Problem details: List each line of the data that holds the string "JsonFormat".

[Data extracted from a collection]
/// Where exported bytes go.
#[derive(Debug, Clone, PartialEq, Eq)]
pub enum Destination {
    /// Write to a file; the export returns `None`
    File(PathBuf),
    /// Return the bytes
    Memory,
}

impl Destination {
    pub fn file(path: impl Into<PathBuf>) -> Self {
        Destination::File(path.into())
    }
}

/// Default resolution for multi-frame TIFF export.
pub const DEFAULT_TIFF_DPI: u32 = 150;

/// Options for export.
#[derive(Debug, Clone)]
pub struct ExportOptions {
    /// Raster resolution in dots per inch
    pub resolution: Option<u32>,

    /// Columns and rows per sheet for N-up layout
    pub grid: Option<(u32, u32)>,

    /// JPEG quality (1-100)
    pub jpeg_quality: u8,

    /// JSON output format
    pub json_format: JsonFormat,

    /// Markdown rendering options
    pub markdown: MarkdownOptions,

    /// Plain text options
    pub text: TextOptions,
}

impl ExportOptions {
    /// Create new export options with defaults.
    pub fn new() -> Self {
        Self::default()
    }

    /// Set the raster resolution.
    pub fn with_resolution(mut self, dpi: u32) -> Self {
        self.resolution = Some(dpi);
        self
    }

    /// Set the N-up grid.
    pub fn with_grid(mut self, columns: u32, rows: u32) -> Self {
        self.grid = Some((columns, rows));
        self
    }

    /// Set the JPEG quality.
    pub fn with_jpeg_quality(mut self, quality: u8) -> Self {
        self.jpeg_quality = quality.clamp(1, 100);
        self
    }

    /// Set JSON output format.
    pub fn with_json_format(mut self, format: JsonFormat) -> Self {
        self.json_format = format;
        self
    }

    /// Set Markdown options.
    pub fn with_markdown(mut self, options: MarkdownOptions) -> Self {
        self.markdown = options;
        self
    }

    /// Set plain text options.
    pub fn with_text(mut self, options: TextOptions) -> Self {
        self.text = options;
        self
    }

    /// Resolution for formats that cannot work without one.
    pub(crate) fn required_resolution(&self) -> Result<u32> {
        let dpi = self
            .resolution
            .ok_or_else(|| Error::MissingParameter("resolution is required for raster output".into()))?;
        check_resolution(dpi)
    }

    /// Resolution with a fallback for formats where it is optional.
    pub(crate) fn resolution_or(&self, default: u32) -> Result<u32> {
        check_resolution(self.resolution.unwrap_or(default))
    }
}

impl Default for ExportOptions {
    fn default() -> Self {
        Self {
            resolution: None,
            grid: None,
            jpeg_quality: 90,
            json_format: JsonFormat::default(),
            markdown: MarkdownOptions::default(),
            text: TextOptions::default(),
        }
    }
}

fn check_resolution(dpi: u32) -> Result<u32> {
    if dpi == 0 {
        return Err(Error::InvalidArgument("resolution must be positive".into()));
    }
    Ok(dpi)
}

/// Trait for document exporters.
///
/// Implement this trait to add or replace an export format.
pub trait Exporter: Send + Sync {
    /// The format this exporter produces.
    fn format(&self) -> ExportFormat;

    /// Get the name of this exporter.
    fn name(&self) -> &str {
        self.format().name()
    }

    /// MIME type of the output.
    fn mime_type(&self) -> &'static str;

    /// Produce the output bytes. Must not change the document.
    fn export(&self, doc: &Document, options: &ExportOptions) -> Result<Vec<u8>>;
}

/// Exporter built from a function.
struct FnExporter {
    format: ExportFormat,
    mime_type: &'static str,
    run: fn(&Document, &ExportOptions) -> Result<Vec<u8>>,
}

impl Exporter for FnExporter {
    fn format(&self) -> ExportFormat {
        self.format
    }

    fn mime_type(&self) -> &'static str {
        self.mime_type
    }

    fn export(&self, doc: &Document, options: &ExportOptions) -> Result<Vec<u8>> {
        (self.run)(doc, options)
    }
}

/// Registry for exporters.
pub struct ExporterRegistry {
    exporters: HashMap<ExportFormat, Arc<dyn Exporter>>,
}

Written answer:
    pub json_format: JsonFormat,
    pub fn with_json_format(mut self, format: JsonFormat) -> Self {
            json_format: JsonFormat::default(),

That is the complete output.